Note, it is very important to understand that these are only assumptions, and there are
many reasons and instances where these assumptions prove to be false. Nevertheless,
they are a reasonable starting place.
3.1. Definitions:
● Similar sequences – sequences that share a significant number of residues
(nucleotides or amino acids). Sequences can be similar due to homology or
simply by chance. The higher the similarity between sequences, the more likely
they are to be homologous.
● Homologous sequences – sequences that are related through common
ancestry. Homology is qualitative – two sequences either are, or are not related
through common ancestry. Homologous sequences can vary greatly in their level
of similarity – from 100% to 0%.
● Orthologous sequences – sequences that are related through a past speciation
event. Orthologous sequences are assumed to share common functions.

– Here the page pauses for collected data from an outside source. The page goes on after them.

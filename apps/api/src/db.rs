use anyhow::{Context, Result};
use sqlx::postgres::PgPoolOptions;
use sqlx::PgPool;
use tracing::info;

/// Creates a PostgreSQL connection pool and applies pending migrations.
pub async fn create_pool(database_url: &str) -> Result<PgPool> {
    info!("Connecting to PostgreSQL...");

    let pool = PgPoolOptions::new()
        .max_connections(10)
        .connect(database_url)
        .await?;

    info!("PostgreSQL connection pool established");

    sqlx::migrate!("./migrations")
        .run(&pool)
        .await
        .context("Failed to apply database migrations")?;

    info!("Database migrations applied");
    Ok(pool)
}
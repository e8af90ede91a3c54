use chrono::{DateTime, Utc};
use serde::{Deserialize, Serialize};
use uuid::Uuid;

pub const DEFAULT_TEMPLATE: &str = "Professional";
pub const RESUME_TEMPLATES: &[&str] = &[
    "Professional",
    "Modern",
    "Minimalist",
    "Creative",
    "Executive",
    "Technical",
];

#[derive(Debug, Clone, Default, Serialize, Deserialize, PartialEq)]
#[serde(default)]
pub struct PersonalInfo {
    pub first_name: String,
    pub last_name: String,
    pub email: String,
    pub phone: String,
    pub title: String,
    pub linkedin: String,
    pub summary: String,
}

#[derive(Debug, Clone, Default, Serialize, Deserialize, PartialEq)]
#[serde(default)]
pub struct EducationItem {
    pub institution: String,
    pub degree: String,
    pub field_of_study: String,
    pub start_date: String,
    pub end_date: String,
    pub description: String,
}

#[derive(Debug, Clone, Default, Serialize, Deserialize, PartialEq)]
#[serde(default)]
pub struct ExperienceItem {
    pub company: String,
    pub position: String,
    pub location: String,
    pub start_date: String,
    pub end_date: String,
    pub description: String,
}

/// The builder form's content. Every section tolerates missing keys.
#[derive(Debug, Clone, Default, Serialize, Deserialize, PartialEq)]
#[serde(default)]
pub struct ResumeData {
    pub personal: PersonalInfo,
    pub education: Vec<EducationItem>,
    pub experience: Vec<ExperienceItem>,
    pub skills: Vec<String>,
    pub languages: Vec<String>,
    pub achievements: Vec<String>,
}

impl ResumeData {
    /// Drops the empty rows the builder form starts with.
    pub fn normalized(mut self) -> Self {
        self.education.retain(|e| *e != EducationItem::default());
        self.experience.retain(|e| *e != ExperienceItem::default());
        for list in [&mut self.skills, &mut self.languages, &mut self.achievements] {
            list.retain(|item| !item.trim().is_empty());
            for item in list.iter_mut() {
                *item = item.trim().to_string();
            }
        }
        self
    }
}

/// A saved resume. `job_applications` is derived from the applications that
/// reference it.
#[derive(Debug, Clone, Serialize, Deserialize)]
pub struct Resume {
    pub id: Uuid,
    pub owner_id: Uuid,
    pub name: String,
    pub template: String,
    pub data: ResumeData,
    pub last_modified: DateTime<Utc>,
    pub created_at: DateTime<Utc>,
    pub job_applications: i64,
}
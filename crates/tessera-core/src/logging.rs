#![forbid(unsafe_code)]

//! Structured logging facade.
//!
//! With the `tracing` feature the usual `tracing` macros are re-exported so
//! downstream crates can log through `tessera_core::debug!` and friends.
//! With `tracing-json` a process-wide JSON subscriber can be installed from
//! an `EnvFilter` directive string.

#[cfg(feature = "tracing")]
pub use tracing::{
    debug, debug_span, error, error_span, info, info_span, trace, trace_span, warn, warn_span,
};

/// Default filter directive used when `RUST_LOG` is not set.
pub const DEFAULT_LOG_FILTER: &str = "tessera=info";

/// Errors raised while installing a subscriber.
#[derive(Debug, Clone, PartialEq, Eq)]
pub enum LoggingError {
    /// The filter directive could not be parsed.
    InvalidFilter { directive: String, reason: String },
    /// A global subscriber was already installed.
    AlreadyInitialized,
}

impl std::fmt::Display for LoggingError {
    fn fmt(&self, f: &mut std::fmt::Formatter<'_>) -> std::fmt::Result {
        match self {
            Self::InvalidFilter { directive, reason } => {
                write!(f, "invalid log filter {directive:?}: {reason}")
            }
            Self::AlreadyInitialized => write!(f, "a global tracing subscriber is already set"),
        }
    }
}

impl std::error::Error for LoggingError {}

/// Install a JSON subscriber filtered by `directive`, falling back to
/// `RUST_LOG` and then [`DEFAULT_LOG_FILTER`] when `directive` is `None`.
#[cfg(feature = "tracing-json")]
pub fn init_json(directive: Option<&str>) -> Result<(), LoggingError> {
    use tracing_subscriber::EnvFilter;

    let directive = directive
        .map(str::to_owned)
        .or_else(|| std::env::var("RUST_LOG").ok())
        .unwrap_or_else(|| DEFAULT_LOG_FILTER.to_owned());
    let filter =
        EnvFilter::try_new(&directive).map_err(|err| LoggingError::InvalidFilter {
            directive: directive.clone(),
            reason: err.to_string(),
        })?;
    tracing_subscriber::fmt()
        .json()
        .with_env_filter(filter)
        .try_init()
        .map_err(|_| LoggingError::AlreadyInitialized)
}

● Paralogous sequences – sequences that are related through a past gene
duplication event. Genes often diverge in function after duplicating; therefore,
paralogous sequences are not assumed to share a common function.
● Query sequence – your sequence; the sequence you are interested in finding
more about.
● High Scoring Segment Pair (HSP) – ‘hits’ to the database. A subsequence
match between your query sequence and a database sequence returned by
BLAST.
● Local alignment – a sequence alignment that extends only across part of the
sequence.
● Global alignment – a sequence alignment that extends across the entire
sequence (from end to end).
● HSP: high scoring sequence pair.
● FASTA format: FASTA format is used to represent either nucleotide or peptide
sequences. The first line is a comment line, beginning with “>” and describing the
sequence. All the following lines are the sequence, in plain text.
○ Example DNA sequence in FASTA format:
■ >gi|23423|ref|NM_23542.0| Homo sapiens protein
ATGAATCGATACGATAGCTAGCTATCGATGCAGATCAGAGAGGG
GCTTTAGCTAGCTAAGCTAG
○ Example protein sequence in FASTA format:
■ >MCHU - Calmodulin - Human, rabbit, bovine, rat, and chicken
ADQLTEEQIAEFKEAFSLFDKDGDGTITTKELGTVMRSLGQNPTE
AELQDMINEVDADGNGTIDFPEFLTMMARKMKDTDSEEEIREAFR
VFDKDGNGYISAAELRHVMTNLGEKLTDEEVDEMIREADIDGDGQ
VNYEEFVQMMTAK*
3.2. How does BLAST work?
BLAST identifies homologous sequences using a heuristic method which initially finds
short matches between two sequences; thus, the method does not take the entire
sequence space into account. After the initial match, BLAST attempts to start local
alignments from these initial matches. Four major steps of BLAST are:
1. Seeding:
a. Break sequence(s) into words, search for similar words in
database
b. Calculate E-value to select HSPs
c. Pass selected number of HSPs to extension step
2. Extension: Drawing the lines and generate alignment
3. Evaluation: Figuring out which lines are best (Perform
additional evaluations (%identity, %positives, %gaps)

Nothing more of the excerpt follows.